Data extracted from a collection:
---*---

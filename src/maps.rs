use std::fs;

use anyhow::{Context, Result, anyhow};
use nix::unistd::Pid;

/// A half-open `[start, end)` slice of the target's virtual address space.
#[derive(Clone, Copy, Debug, PartialEq, Eq)]
pub struct MemoryRegion {
    pub start: u64,
    pub end: u64,
}

impl MemoryRegion {
    pub fn len(&self) -> u64 {
        self.end - self.start
    }

    pub fn is_empty(&self) -> bool {
        self.start == self.end
    }
}

/// Permission flags of one maps entry. Only consulted while filtering; the
/// capture set keeps the bare address ranges.
#[derive(Clone, Copy, Debug, Default, PartialEq, Eq)]
pub struct RegionPermissions {
    pub read: bool,
    pub write: bool,
    pub execute: bool,
    pub shared: bool,
}

impl RegionPermissions {
    /// Readable and not a shared mapping. Shared mappings (file-backed
    /// library segments, shm) won't hold the target's private runtime state,
    /// and skipping them cuts most of the snapshot's bulk.
    fn capture_worthy(&self) -> bool {
        self.read && !self.shared
    }
}

/// Read the target's memory map and keep the capture-worthy regions, in the
/// order the kernel reports them. Any failure here is fatal to the capture.
pub fn capture_set(pid: Pid) -> Result<Vec<MemoryRegion>> {
    let maps_path = format!("/proc/{pid}/maps");
    let text = fs::read_to_string(&maps_path)
        .with_context(|| format!("cannot open {maps_path}"))?;
    parse_capture_set(&text).with_context(|| format!("cannot parse {maps_path}"))
}

fn parse_capture_set(text: &str) -> Result<Vec<MemoryRegion>> {
    let mut regions = Vec::new();
    for line in text.lines() {
        if let Some((region, permissions)) = parse_maps_line(line)?
            && permissions.capture_worthy()
        {
            regions.push(region);
        }
    }
    Ok(regions)
}

/// Parse one maps line, e.g.
/// `55d0f2a41000-55d0f2a62000 rw-p 00000000 00:00 0     [heap]`.
/// The trailing columns (offset, device, inode, pathname) don't matter here.
fn parse_maps_line(line: &str) -> Result<Option<(MemoryRegion, RegionPermissions)>> {
    let mut tokens = line.split_ascii_whitespace();
    let (Some(range), Some(flags)) = (tokens.next(), tokens.next()) else {
        return Ok(None);
    };

    let (start, end) = range
        .split_once('-')
        .ok_or_else(|| anyhow!("malformed address range {range:?}"))?;
    let start = u64::from_str_radix(start, 16)
        .with_context(|| format!("malformed start address in {range:?}"))?;
    let end = u64::from_str_radix(end, 16)
        .with_context(|| format!("malformed end address in {range:?}"))?;
    if end <= start {
        return Err(anyhow!("empty or inverted address range {range:?}"));
    }

    let mut flags = flags.chars();
    let permissions = RegionPermissions {
        read: flags.next() == Some('r'),
        write: flags.next() == Some('w'),
        execute: flags.next() == Some('x'),
        shared: flags.next() == Some('s'),
    };

    Ok(Some((MemoryRegion { start, end }, permissions)))
}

---*---

◆ **WHAT TO PRODUCE**
Only one stretch is wanted, so please give again exactly the lines from the start of the data through the line containing "#[derive(Clone, Copy, Debug, Default, PartialEq, Eq)]", both ends included.

◆ **EXERCISE SOLUTION**
filename src/maps.rs
use std::fs;

use anyhow::{Context, Result, anyhow};
use nix::unistd::Pid;

/// A half-open `[start, end)` slice of the target's virtual address space.
#[derive(Clone, Copy, Debug, PartialEq, Eq)]
pub struct MemoryRegion {
    pub start: u64,
    pub end: u64,
}

impl MemoryRegion {
    pub fn len(&self) -> u64 {
        self.end - self.start
    }

    pub fn is_empty(&self) -> bool {
        self.start == self.end
    }
}

/// Permission flags of one maps entry. Only consulted while filtering; the
/// capture set keeps the bare address ranges.
#[derive(Clone, Copy, Debug, Default, PartialEq, Eq)]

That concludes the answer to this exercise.